I always used to wonder why airlines overbooked. I mean, really, who misses flights? Do that many people cancel at the last minute, or are there that many people who just forget, or just biff it all together?
Way back when my flying experience was close to nill, or amounted to a trip every few years (my family all lived nearby), flying was a BIG deal. Something I looked forward to in a way. The thought of not being 110% prepared never crossed my mind.
I suppose now that we fly a few times a year (Leif has redeemed frequent flier miles twice now), and I travel on occasion for work, flying isn't something I look forward to and is more commonplace. We know what we can take, we know how to negotiate airports with small children, flying just isn't something we get worked up about.
And now I know how a flight can get missed, because I did it.
See we were waiting in the long line at Delta the other day where a single person was manning the counter. We had checked in our 24 hours in advance and were there to check our loads of luggage (two car seats and three bags for the four of us). We stood in line about 20 minutes and finally got to check our bags.
AB, Leif and Skadi were on one confirmation and I was on another (with no bags) because I redeemed miles for my ticket. We get the luggage checked as I searched and searched for my ID.
I felt that pit in my stomach as I thought to the day before.
I had picked up the kids early and run to the bank to deposit two checks. I wanted more cash so that I could leave the housecleaner a tip. So I slipped my ID into the teller canister with my checks and deposit slip. My cash, ID and receipt came back in an envelope and two suckers as well for the kids. I tossed the envelope in my cup holder and unwrapped the lollipops for the screaming banshees occupying the back seat.
We got home and I scooped up the stuff and went in and finished getting us ready. I cleaned out my scary purse - getting rid of the crumbs in the depths and all the piles of change that I know can be a magnet for a rescreen.
That morning AB came down the stairs and announced, "well that was a near miss! I changed my pants and forgot my wallet was in the other pants!"

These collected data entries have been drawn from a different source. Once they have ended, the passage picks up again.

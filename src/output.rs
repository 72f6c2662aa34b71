//! Text and JSON output formatting for CLI commands.

use serde::Serialize;

/// Output format selection
#[derive(Debug, Clone, Copy, PartialEq, Eq, Default, clap::ValueEnum)]
pub enum OutputFormat {
    /// Human-readable text
    #[default]
    Text,
    /// JSON output
    Json,
}

/// Print a serializable item as pretty JSON
pub fn print_json<T: Serialize>(item: &T) {
    let json = serde_json::to_string_pretty(item).unwrap_or_else(|_| "{}".to_string());
    println!("{}", json);
}

/// Print a success message
pub fn print_success(msg: &str) {
    println!("✓ {}", msg);
}

/// Print a failure message on stdout
pub fn print_failure(msg: &str) {
    println!("✗ {}", msg);
}

/// Print an error message
pub fn print_error(msg: &str) {
    eprintln!("✗ {}", msg);
}

/// Print a key-value pair
pub fn print_kv(key: &str, value: &str) {
    println!("  {:<24} {}", format!("{}:", key), value);
}
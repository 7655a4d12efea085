//! The filesystem facet (§2 of the spec): everything the rest of the crate needs from the
//! local filesystem, behind a small trait so the seam is explicit even though, unlike the
//! teacher's `disk_v2::io::Filesystem`, there is only ever one implementation in this crate
//! (no async runtime to abstract over, no test double needed beyond a real temp directory).

use std::fmt;
use std::fs::{self, File, OpenOptions};
use std::io;
use std::path::{Path, PathBuf};

/// Generalized interface for the handful of filesystem operations the cache relies on:
/// create/open for read or append, atomic rename, delete, and length queries.
pub trait FileSystem: fmt::Debug + Send + Sync {
    /// Creates `path`'s parent directories if they don't already exist.
    fn create_dir_all(&self, path: &Path) -> io::Result<()>;

    /// Creates (or truncates) `path` for writing from the start.
    fn create_file(&self, path: &Path) -> io::Result<File>;

    /// Opens `path` for sequential reading.
    fn open_read(&self, path: &Path) -> io::Result<File>;

    /// Opens `path` for appending, creating it if it does not exist.
    fn open_append(&self, path: &Path) -> io::Result<File>;

    /// Atomically renames `from` to `to`, replacing `to` if it exists.
    fn rename(&self, from: &Path, to: &Path) -> io::Result<()>;

    /// Deletes `path`.
    fn remove_file(&self, path: &Path) -> io::Result<()>;

    /// Returns the length of `path` in bytes.
    fn file_len(&self, path: &Path) -> io::Result<u64>;

    /// Returns whether `path` currently exists.
    fn exists(&self, path: &Path) -> bool {
        path.exists()
    }

    /// Lists the immediate contents of `dir`, non-recursively.
    fn read_dir(&self, dir: &Path) -> io::Result<Vec<PathBuf>>;
}

/// The only [`FileSystem`] implementation this crate ships: a direct pass-through to
/// `std::fs`. Atomic publication (commit's dirty→clean rename) relies on this
/// implementation's `rename` being atomic within a single directory, which holds for the
/// POSIX filesystems this crate targets (see `DESIGN.md`).
#[derive(Clone, Copy, Debug, Default)]
pub struct StdFileSystem;

impl FileSystem for StdFileSystem {
    fn create_dir_all(&self, path: &Path) -> io::Result<()> {
        fs::create_dir_all(path)
    }

    fn create_file(&self, path: &Path) -> io::Result<File> {
        OpenOptions::new()
            .write(true)
            .create(true)
            .truncate(true)
            .open(path)
    }

    fn open_read(&self, path: &Path) -> io::Result<File> {
        File::open(path)
    }

    fn open_append(&self, path: &Path) -> io::Result<File> {
        OpenOptions::new().append(true).create(true).open(path)
    }

    fn rename(&self, from: &Path, to: &Path) -> io::Result<()> {
        fs::rename(from, to)
    }

    fn remove_file(&self, path: &Path) -> io::Result<()> {
        fs::remove_file(path)
    }

    fn file_len(&self, path: &Path) -> io::Result<u64> {
        Ok(fs::metadata(path)?.len())
    }

    fn read_dir(&self, dir: &Path) -> io::Result<Vec<PathBuf>> {
        fs::read_dir(dir)?
            .map(|entry| entry.map(|e| e.path()))
            .collect()
    }
}

/// Removes `path` if it exists, treating a missing file as success rather than an error.
///
/// Several call sites (editor abort, entry removal, close-time cleanup) want "delete this if
/// it's there" rather than "delete this, which must be there".
pub(crate) fn remove_if_exists(fs: &dyn FileSystem, path: &Path) -> io::Result<()> {
    match fs.remove_file(path) {
        Ok(()) => Ok(()),
        Err(e) if e.kind() == io::ErrorKind::NotFound => Ok(()),
        Err(e) => Err(e),
    }
}

/// Path of the clean (authoritative) value file for `(key, index)`.
pub(crate) fn clean_path(dir: &Path, key: &str, index: usize) -> std::path::PathBuf {
    dir.join(format!("{key}.{index}"))
}

/// Path of the dirty (staging) value file for `(key, index)`.
pub(crate) fn dirty_path(dir: &Path, key: &str, index: usize) -> std::path::PathBuf {
    dir.join(format!("{key}.{index}.tmp"))
}

/// Deletes every entry directly inside `dir` (used when recovery detects corruption and the
/// whole cache directory must be wiped and recreated fresh). Non-recursive: this crate never
/// creates subdirectories inside a cache directory.
pub(crate) fn wipe_directory(fs: &dyn FileSystem, dir: &Path) -> io::Result<()> {
    for path in fs.read_dir(dir)? {
        if path.is_dir() {
            fs::remove_dir_all(&path)?;
        } else {
            remove_if_exists(fs, &path)?;
        }
    }
    Ok(())
}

I rolled my eyes at him because that would have been JUST like him to lose his wallet on the day we were leaving.
We got in the car and left.
So when I felt that pit of my stomach at the Delta counter I knew exactly where my ID was. It had slipped out of the envelope in the car into my cup holder.
And we had taken AB's car to the airport and mine was at home.
T minus 45 minutes until lift off, could I make it? AB, Leif and Skadi headed through security hoping we could secure a bump (just in case) because that would mean a free ticket and a reprieve until the next flight in case I didn't make it back.
I ran to the car and jumped in and started driving while I should of how this could have happened.
I should have checked my purse when AB commented on nearly not having his ID. I never don't have my ID in my purse though, but why did I not check for it?
I had no problems zooming home at 5mph over the speed limit. I ran to my car and saw my ID and jumped back in. I pulled into the airport with 10 minutes to spare, I was going to make it.
Then the phone rang and AB announced I had 40 seconds. Actually "nevermind, they just closed the door. We missed our flight."
The tears came immediately. I missed our flight? AB had opted not to get on without me.
We made our way to the counter while AB did his best to argue that we would have made it had they not decided to leave early to no avail. We were supposed to all be through security by the time it indicated on the ticket and I hadn't made it.
Rescheduling for the next day was going to run a hefty $842 per ticket for the next day and there were no mileage tickets. We briefly contemplated jumping in the car and driving, but were then presented with the option of rescheduling for Christmas morning at a modest fee. We took it.
And that... is how you miss a flight.
I spent a lot of time kicking myself, while alternating with knowing that things happen for a reason. There was a horrible storm in Colorado wreaking havoc with the roads we were to drive. Maybe we narrowly missed a car accident? My kids' noses were running like fountains - maybe we spared my immune compromised mom from illness? My mom wasn't feeling well after her chemo, maybe it was better that we scootched our trip two days on both the arrival and departing?
Things happen for a reason and I am choosing to believe that we were meant to spend Christmas eve in our home.
Skadi and I put the Christmas tree back up this morning and redecorated it (after Lucky had knocked it down a few days before). I have shrimp bisque on the stove simmering and fresh Dungeness to go steam. And a Christmas eve service to make it to with our friends - our local family.
And the kids are watching Santa make his way around the world knowing a stop at their house is planned. Last minute trip out for Santa gifts (Skadi declared a need for a train from Santa - apparently THIS is what she has been asking for at each Santa sitting) and stocking stuffers was a success. We will drag kids out of bed and put their stockings in their hands on the plane.
And we will be thankful for what we have and that we are on our way to be with our family.